US High Court Stays Out of Obama Recess Appointment Issue
The Supreme Court on Wednesday denied a nursing home operator’s emergency stay application that sought to seize upon legal confusion over President Barack Obama’s appointments to the National Labor Relations Board.
The court order stated the application had been denied. It offered no further explanation.
HealthBridge Management LLC had wanted the court to stay a federal district court’s preliminary injunction issued in December that required the company, which operates nursing homes in Connecticut, to reinstate striking workers while the National Labor Relations Board (NLRB) considers the employees’ complaint.
The almost 700 workers have cited unfair labor practices at HealthBridge-managed facilities.
HealthBridge first filed its request on Monday with Justice Ruth Bader Ginsburg but she rejected it, without comment, within hours. The company’s lawyers then asked Justice Antonin Scalia to consider the application, which the company could do under court procedures.
Wednesday’s order said Scalia referred the matter to the full nine-member court. The order said one of the nine, Justice Samuel Alito, had not participated.

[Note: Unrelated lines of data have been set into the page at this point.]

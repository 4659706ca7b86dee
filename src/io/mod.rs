//! Input/Output operations
//!
//! This module handles dataset loading, logging setup and report printing.

mod dataset;
mod output;

pub use dataset::{load_dataset, Dataset, TwoElectronRecord};
pub use output::{print_energy_report, setup_output};
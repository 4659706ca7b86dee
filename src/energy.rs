//! Combined energy entry point: Hartree-Fock reference plus MP2 correction

extern crate nalgebra as na;

use na::DVector;
use tracing::info;

use crate::hf_impl::HartreeFock;
use crate::mp2_impl::{Mp2, SkippedTerm};
use crate::store_impl::IntegralStore;

/// Final result of one calculation, including the diagnostic record of
/// MP2 terms skipped for exactly vanishing denominators.
#[derive(Debug, Clone)]
pub struct EnergyReport {
    pub hartree_fock: f64,
    pub mp2_correction: f64,
    pub total: f64,
    pub skipped_terms: Vec<SkippedTerm>,
}

impl EnergyReport {
    /// Report for a run where the MP2 stage was not requested.
    pub fn hartree_fock_only(hartree_fock: f64) -> Self {
        EnergyReport {
            hartree_fock,
            mp2_correction: 0.0,
            total: hartree_fock,
            skipped_terms: Vec::new(),
        }
    }

    /// Log the component breakdown at info level.
    pub fn log_summary(&self) {
        info!("===========================================");
        info!("           Energy Summary");
        info!("===========================================");
        info!("Hartree-Fock energy:  {:.12} Eh", self.hartree_fock);
        info!("MP2 correction:       {:.12} Eh", self.mp2_correction);
        info!("Total energy:         {:.12} Eh", self.total);
        if !self.skipped_terms.is_empty() {
            info!(
                "Zero-denominator terms skipped: {}",
                self.skipped_terms.len()
            );
        }
        info!("===========================================");
    }
}

/// Run both evaluators over an immutable store.
///
/// Pure batch reduction: all fatal validation happened when the store was
/// loaded, so this cannot fail -- degenerate MP2 denominators are skipped
/// and reported in the returned record.
pub fn compute_energy(
    store: &IntegralStore,
    orbital_energies: &DVector<f64>,
    n_occupied: usize,
) -> EnergyReport {
    info!("Hartree-Fock energy calculation starting...");
    let hartree_fock = HartreeFock::new(store, n_occupied).energy();
    info!("Total Hartree-Fock energy: {:.10} Eh", hartree_fock);

    info!("MP2 correction calculation starting...");
    let correction = Mp2::new(store, orbital_energies, n_occupied).correction();
    info!("MP2 correction: {:.10} Eh", correction.energy);

    EnergyReport {
        hartree_fock,
        mp2_correction: correction.energy,
        total: hartree_fock + correction.energy,
        skipped_terms: correction.skipped,
    }
}
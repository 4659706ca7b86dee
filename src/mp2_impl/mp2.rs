//! Second-order Moller-Plesset correction from stored integrals

extern crate nalgebra as na;

use na::DVector;
use tracing::{info, warn};

use crate::store_impl::IntegralStore;

/// A term skipped because its energy denominator vanished exactly.
///
/// Degenerate denominators are a known-unhandled edge case: the term is
/// dropped and reported, never treated as an error.
#[derive(Debug, Clone, Copy, PartialEq)]
pub struct SkippedTerm {
    pub indices: [usize; 4],
}

/// Result of an MP2 evaluation: the correction plus the diagnostic record
/// of every zero-denominator term that was skipped.
#[derive(Debug, Clone)]
pub struct Mp2Correction {
    pub energy: f64,
    pub skipped: Vec<SkippedTerm>,
}

/// MP2 correction evaluator.
///
/// Classifies each stored entry by its occupied/virtual composition and
/// accumulates the spin-adapted pair energies. The exchange partner of an
/// entry is retrieved through the store's canonical-key lookup rather than
/// by rescanning the entry list.
pub struct Mp2<'a> {
    store: &'a IntegralStore,
    orbital_energies: &'a DVector<f64>,
    n_occupied: usize,
}

impl<'a> Mp2<'a> {
    pub fn new(
        store: &'a IntegralStore,
        orbital_energies: &'a DVector<f64>,
        n_occupied: usize,
    ) -> Self {
        Mp2 {
            store,
            orbital_energies,
            n_occupied,
        }
    }

    /// Accumulate the MP2 correction over all qualifying stored entries.
    ///
    /// Only entries with exactly two occupied and two virtual indices enter
    /// the sum, and of those, only entries whose occupied pair differs from
    /// the pairs reassembled from positions 0&2 and 1&3 of the original
    /// tuple.
    pub fn correction(&self) -> Mp2Correction {
        let n_occ = self.n_occupied;
        let energies = self.orbital_energies;
        let mut energy = 0.0;
        let mut skipped = Vec::new();

        for entry in self.store.two_electron_entries() {
            let indices = entry.indices();
            let n_virtual = indices.iter().filter(|&&idx| idx >= n_occ).count();
            if n_virtual != 2 {
                continue;
            }

            let mut occupied = [0usize; 2];
            let mut virtual_ = [0usize; 2];
            let mut occ_count = 0;
            let mut virt_count = 0;
            for &idx in &indices {
                if idx < n_occ {
                    occupied[occ_count] = idx;
                    occ_count += 1;
                } else {
                    virtual_[virt_count] = idx;
                    virt_count += 1;
                }
            }

            // The occupied pair must not be the one reassembled from
            // positions 0&2 or 1&3 of the original tuple, in either order.
            if (occupied[0] == entry.i && occupied[1] == entry.k)
                || (occupied[0] == entry.k && occupied[1] == entry.i)
                || (occupied[0] == entry.j && occupied[1] == entry.l)
                || (occupied[0] == entry.l && occupied[1] == entry.j)
            {
                continue;
            }

            let denominator = energies[occupied[0]] + energies[occupied[1]]
                - energies[virtual_[0]]
                - energies[virtual_[1]];

            if denominator == 0.0 {
                warn!(
                    "Skipping zero denominator for ({},{}|{},{})",
                    entry.i, entry.j, entry.k, entry.l
                );
                skipped.push(SkippedTerm { indices });
                continue;
            }

            // Exchange partner <ij|lk>: first pair swapped, resolved
            // through the canonical-key index. Absent partner means the
            // integral fell below the storage threshold.
            let partner = self
                .store
                .lookup_symmetric(entry.j, entry.i, entry.k, entry.l)
                .unwrap_or(0.0);

            let pair_energy = entry.value * (2.0 * entry.value - partner) / denominator;
            if occupied[0] == occupied[1] && virtual_[0] == virtual_[1] {
                energy += pair_energy;
            } else {
                energy += 2.0 * pair_energy;
            }
        }

        if !skipped.is_empty() {
            info!(
                "MP2: skipped {} zero-denominator term(s)",
                skipped.len()
            );
        }

        Mp2Correction { energy, skipped }
    }
}
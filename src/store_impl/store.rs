//! Integral store: dense one-electron matrix plus sparse two-electron list

extern crate nalgebra as na;

use na::DMatrix;

use crate::error::{EnergyError, Result};
use crate::store_impl::symmetry::SymmetryIndex;

/// A single stored two-electron integral (ij|kl).
///
/// One entry stands for its whole permutation class; the producer stores
/// each class at most once and omits values below its sparsity threshold.
#[derive(Debug, Clone, Copy, PartialEq)]
pub struct TwoElectronEntry {
    pub i: usize,
    pub j: usize,
    pub k: usize,
    pub l: usize,
    pub value: f64,
}

impl TwoElectronEntry {
    pub fn new(i: usize, j: usize, k: usize, l: usize, value: f64) -> Self {
        TwoElectronEntry { i, j, k, l, value }
    }

    /// The four indices in storage order.
    pub fn indices(&self) -> [usize; 4] {
        [self.i, self.j, self.k, self.l]
    }
}

/// Read-only store of all molecular-orbital integrals for one calculation.
///
/// Built once from provider data, then shared immutably by both energy
/// evaluators. Owns the core Hamiltonian, the two-electron entry list
/// (insertion order preserved, but only for reproducible summation -- the
/// order carries no meaning), and the symmetry-aware lookup index.
#[derive(Debug, Clone)]
pub struct IntegralStore {
    n_orbitals: usize,
    nuclear_repulsion: f64,
    core_hamiltonian: DMatrix<f64>,
    entries: Vec<TwoElectronEntry>,
    index: SymmetryIndex,
}

impl IntegralStore {
    /// Build the store from raw provider arrays.
    ///
    /// `one_electron_raw` is the row-major dense core Hamiltonian of size
    /// `n_orbitals * n_orbitals`. Fails with a shape error when the matrix
    /// length does not match or any entry index is out of range, and with a
    /// consistency error when two entries collapse onto one canonical key
    /// with conflicting values.
    pub fn load(
        n_orbitals: usize,
        nuclear_repulsion: f64,
        one_electron_raw: Vec<f64>,
        two_electron_raw: Vec<TwoElectronEntry>,
    ) -> Result<Self> {
        if one_electron_raw.len() != n_orbitals * n_orbitals {
            return Err(EnergyError::DataShape {
                field: "core_hamiltonian",
                expected: n_orbitals * n_orbitals,
                actual: one_electron_raw.len(),
            });
        }

        for entry in &two_electron_raw {
            if let Some(&bad) = entry.indices().iter().find(|&&idx| idx >= n_orbitals) {
                return Err(EnergyError::DataShape {
                    field: "two_electron orbital index",
                    expected: n_orbitals,
                    actual: bad,
                });
            }
        }

        let core_hamiltonian = DMatrix::from_row_slice(n_orbitals, n_orbitals, &one_electron_raw);
        let index = SymmetryIndex::build(&two_electron_raw)?;

        Ok(IntegralStore {
            n_orbitals,
            nuclear_repulsion,
            core_hamiltonian,
            entries: two_electron_raw,
            index,
        })
    }

    pub fn n_orbitals(&self) -> usize {
        self.n_orbitals
    }

    pub fn nuclear_repulsion(&self) -> f64 {
        self.nuclear_repulsion
    }

    /// One-electron integral <i|h|j>.
    pub fn core_hamiltonian(&self, i: usize, j: usize) -> f64 {
        self.core_hamiltonian[(i, j)]
    }

    /// Stored two-electron entries in insertion order.
    pub fn two_electron_entries(&self) -> &[TwoElectronEntry] {
        &self.entries
    }

    /// Value of (i,j|k,l) under any symmetry-equivalent representation.
    pub fn lookup_symmetric(&self, i: usize, j: usize, k: usize, l: usize) -> Option<f64> {
        self.index.lookup(i, j, k, l)
    }

    /// The canonical-key index, for diagnostics and tests.
    pub fn symmetry_index(&self) -> &SymmetryIndex {
        &self.index
    }
}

The court does not say why justices stay out of certain cases, but in this instance it is likely because Alito’s sister Rosemary was one of the lawyers representing HealthBridge.
The legal uncertainty over Obama’s appointments to the NLRB relate to a January 25 ruling by the U.S. Court of Appeals for the District of Columbia Circuit that three appointments Obama made to the NLRB last year were invalid.
The court said the president did not have the authority to make the three “recess appointments,” a term used to describe a means of circumventing the Senate confirmation process, because the Senate was not technically in recess at the time.
The ruling meant that the NLRB does not have the required quorum to make decisions, casting into doubt its actions and rulings since the appointments were made in January 2012.
In the stay application, HealthBridge’s attorney Paul Clement said the court should intervene now because it is likely to review the appeals court decision in due course anyway.